## What the task requires
Among the records below, find each line bearing the word "PersonaRenderers" and copy it.

Start of Records to use

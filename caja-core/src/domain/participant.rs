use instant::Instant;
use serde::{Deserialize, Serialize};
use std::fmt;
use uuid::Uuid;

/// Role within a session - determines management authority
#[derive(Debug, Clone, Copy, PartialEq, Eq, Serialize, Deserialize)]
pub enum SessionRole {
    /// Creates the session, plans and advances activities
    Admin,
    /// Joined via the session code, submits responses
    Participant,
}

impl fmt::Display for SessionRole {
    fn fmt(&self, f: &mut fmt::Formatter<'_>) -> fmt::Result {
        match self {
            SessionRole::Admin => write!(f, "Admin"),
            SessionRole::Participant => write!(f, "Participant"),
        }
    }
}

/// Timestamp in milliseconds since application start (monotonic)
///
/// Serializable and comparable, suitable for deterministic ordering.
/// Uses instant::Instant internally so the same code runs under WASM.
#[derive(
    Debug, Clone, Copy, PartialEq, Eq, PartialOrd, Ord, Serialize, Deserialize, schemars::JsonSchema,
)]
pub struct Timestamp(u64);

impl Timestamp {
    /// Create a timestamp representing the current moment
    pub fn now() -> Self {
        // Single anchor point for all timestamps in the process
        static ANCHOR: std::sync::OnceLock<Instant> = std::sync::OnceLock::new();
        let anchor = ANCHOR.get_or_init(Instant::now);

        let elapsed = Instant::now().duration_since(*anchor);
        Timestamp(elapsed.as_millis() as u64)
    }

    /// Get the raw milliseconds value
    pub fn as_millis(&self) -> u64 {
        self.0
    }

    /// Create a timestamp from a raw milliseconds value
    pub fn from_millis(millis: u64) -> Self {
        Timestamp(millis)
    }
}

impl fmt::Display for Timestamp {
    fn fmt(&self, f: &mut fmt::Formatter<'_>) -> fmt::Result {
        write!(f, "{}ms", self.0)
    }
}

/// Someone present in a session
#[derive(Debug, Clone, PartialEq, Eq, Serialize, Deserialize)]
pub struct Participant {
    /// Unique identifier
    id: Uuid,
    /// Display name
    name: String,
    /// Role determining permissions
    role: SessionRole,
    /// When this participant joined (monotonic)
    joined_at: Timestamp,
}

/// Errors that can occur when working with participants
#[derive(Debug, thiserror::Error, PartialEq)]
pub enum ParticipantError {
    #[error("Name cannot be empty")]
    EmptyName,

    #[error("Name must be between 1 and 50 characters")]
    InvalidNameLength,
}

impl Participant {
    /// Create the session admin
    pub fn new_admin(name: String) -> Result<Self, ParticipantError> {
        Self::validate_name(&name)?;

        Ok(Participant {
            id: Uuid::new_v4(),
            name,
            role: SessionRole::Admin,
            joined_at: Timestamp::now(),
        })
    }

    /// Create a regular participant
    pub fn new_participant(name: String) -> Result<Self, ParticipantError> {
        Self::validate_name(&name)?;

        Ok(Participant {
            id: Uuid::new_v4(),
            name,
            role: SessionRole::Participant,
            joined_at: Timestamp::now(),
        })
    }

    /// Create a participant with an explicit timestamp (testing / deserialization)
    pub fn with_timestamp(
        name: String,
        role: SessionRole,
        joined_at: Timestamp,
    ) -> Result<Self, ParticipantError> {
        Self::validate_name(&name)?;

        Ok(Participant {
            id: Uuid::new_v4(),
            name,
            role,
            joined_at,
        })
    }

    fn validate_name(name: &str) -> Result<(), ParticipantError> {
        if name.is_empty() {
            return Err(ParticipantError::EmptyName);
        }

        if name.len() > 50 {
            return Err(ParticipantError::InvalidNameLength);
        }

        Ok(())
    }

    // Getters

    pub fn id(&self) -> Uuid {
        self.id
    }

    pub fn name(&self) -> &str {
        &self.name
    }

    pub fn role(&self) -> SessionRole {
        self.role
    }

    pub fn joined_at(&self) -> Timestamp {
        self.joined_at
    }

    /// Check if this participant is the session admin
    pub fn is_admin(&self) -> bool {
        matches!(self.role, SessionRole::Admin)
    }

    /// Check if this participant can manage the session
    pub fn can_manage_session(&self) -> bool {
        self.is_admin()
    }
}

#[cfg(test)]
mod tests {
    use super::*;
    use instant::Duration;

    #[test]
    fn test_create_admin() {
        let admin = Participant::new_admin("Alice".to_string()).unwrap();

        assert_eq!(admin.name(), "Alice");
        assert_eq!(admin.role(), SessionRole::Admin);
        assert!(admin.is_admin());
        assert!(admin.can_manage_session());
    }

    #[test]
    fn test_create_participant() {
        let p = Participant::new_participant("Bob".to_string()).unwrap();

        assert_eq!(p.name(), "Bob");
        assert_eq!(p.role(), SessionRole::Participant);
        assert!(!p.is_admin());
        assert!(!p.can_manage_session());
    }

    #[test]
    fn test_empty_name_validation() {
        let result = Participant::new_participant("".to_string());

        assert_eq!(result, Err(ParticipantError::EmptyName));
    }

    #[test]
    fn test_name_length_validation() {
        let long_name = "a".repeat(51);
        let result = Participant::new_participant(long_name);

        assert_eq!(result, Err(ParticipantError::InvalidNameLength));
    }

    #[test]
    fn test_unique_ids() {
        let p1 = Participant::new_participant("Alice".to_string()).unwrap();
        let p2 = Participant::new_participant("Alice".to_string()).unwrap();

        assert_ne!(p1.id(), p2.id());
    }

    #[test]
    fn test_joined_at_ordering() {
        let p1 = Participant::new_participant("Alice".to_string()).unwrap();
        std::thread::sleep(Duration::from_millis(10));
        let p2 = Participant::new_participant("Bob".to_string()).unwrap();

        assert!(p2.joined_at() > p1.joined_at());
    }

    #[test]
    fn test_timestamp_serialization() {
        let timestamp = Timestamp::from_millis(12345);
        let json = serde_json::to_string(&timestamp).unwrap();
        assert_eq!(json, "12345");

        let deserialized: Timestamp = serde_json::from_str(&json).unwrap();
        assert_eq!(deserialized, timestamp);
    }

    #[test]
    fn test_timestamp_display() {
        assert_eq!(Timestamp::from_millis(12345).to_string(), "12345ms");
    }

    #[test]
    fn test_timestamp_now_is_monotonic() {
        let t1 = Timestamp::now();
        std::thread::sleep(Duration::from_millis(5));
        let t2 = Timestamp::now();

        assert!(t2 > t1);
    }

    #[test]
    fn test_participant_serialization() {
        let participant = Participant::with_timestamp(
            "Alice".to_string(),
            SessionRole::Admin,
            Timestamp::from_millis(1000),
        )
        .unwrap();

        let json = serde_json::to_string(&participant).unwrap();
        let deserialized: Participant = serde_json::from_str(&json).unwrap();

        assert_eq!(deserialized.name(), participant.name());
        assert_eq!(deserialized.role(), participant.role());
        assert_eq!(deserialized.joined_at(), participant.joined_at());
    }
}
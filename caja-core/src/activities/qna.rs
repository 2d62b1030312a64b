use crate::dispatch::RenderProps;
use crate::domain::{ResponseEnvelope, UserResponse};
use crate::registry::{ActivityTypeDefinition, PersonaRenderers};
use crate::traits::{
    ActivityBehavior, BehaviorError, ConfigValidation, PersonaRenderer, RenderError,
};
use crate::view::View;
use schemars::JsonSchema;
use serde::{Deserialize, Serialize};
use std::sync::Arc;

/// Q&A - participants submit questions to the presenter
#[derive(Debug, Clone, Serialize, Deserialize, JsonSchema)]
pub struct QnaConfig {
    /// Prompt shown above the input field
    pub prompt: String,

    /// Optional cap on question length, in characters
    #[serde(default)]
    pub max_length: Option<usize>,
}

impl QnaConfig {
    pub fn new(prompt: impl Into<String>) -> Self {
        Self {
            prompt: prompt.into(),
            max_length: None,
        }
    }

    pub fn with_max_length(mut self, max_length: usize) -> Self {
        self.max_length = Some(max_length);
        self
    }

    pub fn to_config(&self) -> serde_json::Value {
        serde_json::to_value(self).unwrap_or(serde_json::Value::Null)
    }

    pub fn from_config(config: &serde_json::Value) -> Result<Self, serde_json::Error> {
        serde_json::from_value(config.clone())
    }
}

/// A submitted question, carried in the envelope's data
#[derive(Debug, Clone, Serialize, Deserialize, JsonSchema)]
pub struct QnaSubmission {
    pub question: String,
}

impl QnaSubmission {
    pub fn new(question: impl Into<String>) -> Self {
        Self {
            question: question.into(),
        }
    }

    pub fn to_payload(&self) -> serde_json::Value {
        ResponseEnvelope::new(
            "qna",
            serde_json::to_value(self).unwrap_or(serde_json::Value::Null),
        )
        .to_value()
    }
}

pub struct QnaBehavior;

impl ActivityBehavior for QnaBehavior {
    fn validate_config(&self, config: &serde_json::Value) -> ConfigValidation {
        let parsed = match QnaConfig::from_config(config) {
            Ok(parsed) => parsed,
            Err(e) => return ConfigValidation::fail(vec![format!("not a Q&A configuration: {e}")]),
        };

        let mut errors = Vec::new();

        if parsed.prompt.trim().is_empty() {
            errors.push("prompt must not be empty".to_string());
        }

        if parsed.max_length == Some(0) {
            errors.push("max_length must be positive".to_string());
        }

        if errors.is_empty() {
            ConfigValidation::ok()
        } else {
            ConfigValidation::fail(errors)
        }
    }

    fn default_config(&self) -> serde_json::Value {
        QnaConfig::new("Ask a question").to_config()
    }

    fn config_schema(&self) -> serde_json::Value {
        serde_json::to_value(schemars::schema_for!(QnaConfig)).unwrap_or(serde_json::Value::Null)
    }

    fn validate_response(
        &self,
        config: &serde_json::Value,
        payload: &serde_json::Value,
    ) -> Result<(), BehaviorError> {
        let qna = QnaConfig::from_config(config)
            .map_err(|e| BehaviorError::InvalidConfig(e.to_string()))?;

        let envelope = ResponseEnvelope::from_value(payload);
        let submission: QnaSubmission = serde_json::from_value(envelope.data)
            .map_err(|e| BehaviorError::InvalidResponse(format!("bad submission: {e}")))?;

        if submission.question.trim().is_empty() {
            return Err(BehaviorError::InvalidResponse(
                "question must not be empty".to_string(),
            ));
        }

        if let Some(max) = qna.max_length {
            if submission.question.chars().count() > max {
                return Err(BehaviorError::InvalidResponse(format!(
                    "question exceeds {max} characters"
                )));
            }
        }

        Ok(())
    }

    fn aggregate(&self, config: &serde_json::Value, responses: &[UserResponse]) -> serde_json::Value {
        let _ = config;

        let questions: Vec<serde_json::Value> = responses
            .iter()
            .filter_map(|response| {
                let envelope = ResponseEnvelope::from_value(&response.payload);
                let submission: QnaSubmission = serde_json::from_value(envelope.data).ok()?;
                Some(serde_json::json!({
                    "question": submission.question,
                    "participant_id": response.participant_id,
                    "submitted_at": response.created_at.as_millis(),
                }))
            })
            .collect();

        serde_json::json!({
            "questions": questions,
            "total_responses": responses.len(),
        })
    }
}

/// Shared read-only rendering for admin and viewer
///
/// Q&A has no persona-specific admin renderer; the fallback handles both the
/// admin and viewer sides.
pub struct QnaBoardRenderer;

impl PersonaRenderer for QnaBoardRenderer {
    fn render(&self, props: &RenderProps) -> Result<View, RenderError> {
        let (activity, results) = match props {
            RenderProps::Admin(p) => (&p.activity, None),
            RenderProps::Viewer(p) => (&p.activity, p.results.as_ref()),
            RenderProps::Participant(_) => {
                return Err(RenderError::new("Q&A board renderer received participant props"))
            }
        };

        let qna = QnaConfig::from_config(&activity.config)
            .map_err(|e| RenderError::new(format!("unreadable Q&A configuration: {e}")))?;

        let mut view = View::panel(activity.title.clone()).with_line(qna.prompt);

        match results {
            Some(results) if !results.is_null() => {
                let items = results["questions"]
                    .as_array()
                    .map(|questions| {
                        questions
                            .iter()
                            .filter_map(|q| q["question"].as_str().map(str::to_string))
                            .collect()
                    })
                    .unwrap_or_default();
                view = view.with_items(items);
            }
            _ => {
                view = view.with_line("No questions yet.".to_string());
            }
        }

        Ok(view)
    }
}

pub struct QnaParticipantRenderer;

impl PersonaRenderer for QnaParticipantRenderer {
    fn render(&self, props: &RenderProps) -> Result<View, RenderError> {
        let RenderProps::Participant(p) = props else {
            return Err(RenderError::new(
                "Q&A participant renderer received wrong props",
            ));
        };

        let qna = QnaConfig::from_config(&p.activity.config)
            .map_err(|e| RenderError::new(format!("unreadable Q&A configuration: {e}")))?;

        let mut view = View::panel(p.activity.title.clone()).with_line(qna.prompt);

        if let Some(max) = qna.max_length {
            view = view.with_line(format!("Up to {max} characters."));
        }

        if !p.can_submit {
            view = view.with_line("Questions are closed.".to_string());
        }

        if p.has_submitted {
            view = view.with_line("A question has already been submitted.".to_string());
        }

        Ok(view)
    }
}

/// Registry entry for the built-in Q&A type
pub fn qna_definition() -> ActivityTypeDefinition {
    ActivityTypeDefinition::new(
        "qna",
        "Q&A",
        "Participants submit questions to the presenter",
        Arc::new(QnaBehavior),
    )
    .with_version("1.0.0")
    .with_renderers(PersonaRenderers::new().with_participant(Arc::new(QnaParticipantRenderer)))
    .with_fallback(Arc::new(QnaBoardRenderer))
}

End of Records to use

## Answer box
use crate::registry::{ActivityTypeDefinition, PersonaRenderers};
    .with_renderers(PersonaRenderers::new().with_participant(Arc::new(QnaParticipantRenderer)))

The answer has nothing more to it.